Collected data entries
//! Hash functions that place virtual nodes and keys on the ring.

/// Context string for deriving a keyed-hash key from a user seed.
const SEED_CONTEXT: &str = "ferry 2026-01-01 ring placement seed";

/// A pure, deterministic hash from bytes to a ring position.
///
/// Implementations must hold no mutable state: the same input always yields
/// the same output, from any thread. Good avalanche behavior matters, since
/// both virtual-node positions and key positions need to scatter uniformly
/// over the `u64` space for the ring to balance.
pub trait KeyHasher: Clone + Send + Sync {
    /// Hash `bytes` to a ring position.
    fn hash(&self, bytes: &[u8]) -> u64;
}

/// BLAKE3-based ring hasher: the first 8 bytes of the digest as a little-endian `u64`.
///
/// The default hasher is unkeyed. [`Blake3Hasher::seeded`] switches to BLAKE3's
/// keyed mode, producing an independent but equally reproducible placement.
#[derive(Debug, Clone, Copy, Default, PartialEq, Eq)]
pub struct Blake3Hasher {
    key: Option<[u8; 32]>,
}

impl Blake3Hasher {
    /// Create an unkeyed hasher.
    pub fn new() -> Self {
        Self::default()
    }

    /// Create a keyed hasher whose key is derived from `seed`.
    ///
    /// Two hashers built from the same seed are interchangeable.
    pub fn seeded(seed: &str) -> Self {
        Self {
            key: Some(blake3::derive_key(SEED_CONTEXT, seed.as_bytes())),
        }
    }

    /// Whether this hasher runs in keyed mode.
    pub fn is_seeded(&self) -> bool {
        self.key.is_some()
    }
}

impl KeyHasher for Blake3Hasher {
    fn hash(&self, bytes: &[u8]) -> u64 {
        let hash = match &self.key {
            Some(key) => blake3::keyed_hash(key, bytes),
            None => blake3::hash(bytes),
        };
        let digest = hash.as_bytes();
        let mut word = [0u8; 8];
        word.copy_from_slice(&digest[..8]);
        u64::from_le_bytes(word)
    }
}
//! Logging initialization for `ferryctl`.
//!
//! Plain `tracing-subscriber` with the `fmt` layer, filtered by `RUST_LOG`
//! or, when that is unset, by the configured level. Logs go to stderr so
//! routing output on stdout stays machine-readable.

use tracing_subscriber::EnvFilter;

/// Initialize the global subscriber.
///
/// Call this once at startup, before any `tracing` events are emitted.
pub fn init(level: &str) {
    let filter = EnvFilter::try_from_default_env().unwrap_or_else(|_| EnvFilter::new(level));

    tracing_subscriber::fmt()
        .with_env_filter(filter)
        .with_writer(std::io::stderr)
        .init();
}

▶ [PROBLEM REQUIREMENTS]
Look for the string "word" in the data above and return every line that has it.

▶ [OUTPUT FOR THIS EXERCISE]
        let mut word = [0u8; 8];
        word.copy_from_slice(&digest[..8]);
        u64::from_le_bytes(word)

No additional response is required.